# CSS 201 / 202 - CSS Bootcamp

## Week 07 - Lecture 04

### Umberto Mignozzetti

# Introduction to Julia

## Intro to Julia

Julia is probably the best software for data science available.

It has all the capabilities of R and Python, but it is faster, much faster.

The reason for the speed is because it uses all the cores in your computer by default.

It also can run and load code from the most important languages (Java, C, R, and Python included).

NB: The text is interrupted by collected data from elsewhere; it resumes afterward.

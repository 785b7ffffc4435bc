//! Error types for configuration operations.

use std::io;
use std::path::PathBuf;

use thiserror::Error;

/// Result alias for configuration operations.
pub type ConfigResult<T> = Result<T, ConfigError>;

/// Primary error type for configuration operations.
#[derive(Debug, Error)]
pub enum ConfigError {
    /// No platform configuration directory could be determined.
    #[error("could not determine the configuration directory")]
    NoConfigDir,
    /// The configured API host is not a valid URL.
    #[error("invalid API host")]
    InvalidApiHost {
        /// Host value provided by the user.
        value: String,
        /// Underlying URL parse error.
        source: url::ParseError,
    },
    /// Stored configuration could not be parsed.
    #[error("configuration file is not valid JSON")]
    Parse {
        /// File that failed to parse.
        path: PathBuf,
        /// Underlying serde error.
        source: serde_json::Error,
    },
    /// Configuration could not be serialised.
    #[error("failed to serialize configuration")]
    Serialize {
        /// Underlying serde error.
        source: serde_json::Error,
    },
    /// File system operation failed.
    #[error("filesystem operation failed")]
    Io {
        /// Operation identifier.
        operation: &'static str,
        /// Path involved in the failed operation.
        path: PathBuf,
        /// Source IO error.
        source: io::Error,
    },
}

#[cfg(test)]
mod tests {
    use super::*;
    use std::error::Error as _;

    #[test]
    fn config_error_display_is_constant_and_keeps_source() {
        let err = ConfigError::Io {
            operation: "read",
            path: PathBuf::from("/tmp/config.json"),
            source: io::Error::other("denied"),
        };
        assert_eq!(err.to_string(), "filesystem operation failed");
        assert!(err.source().is_some());

        let err = ConfigError::NoConfigDir;
        assert!(err.source().is_none());
    }
}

It was the software used by the CERN for analyzing the LHC experiment and BlackRock to run financial assets simulation.

## Intro to Julia

Today, we will talk about:

1. Arithmetics
1. Install and load packages
1. Loading data
1. Data types

Tomorrow, we will finish with:

1. Plotting
1. Data wrangling
1. Merging data
1. Simple regression

## Intro to Julia

To install Julia, you need to download it from the internet: https://julialang.org

Then, you can choose to work with Julia in:

1. [Visual Studio](https://code.visualstudio.com/docs/languages/julia) (A great Graphical User Interface GUI)
2. [Jupyter Notebooks / Jupyter Lab](https://www.geeksforgeeks.org/how-to-work-with-julia-on-jupyter-notebook/) 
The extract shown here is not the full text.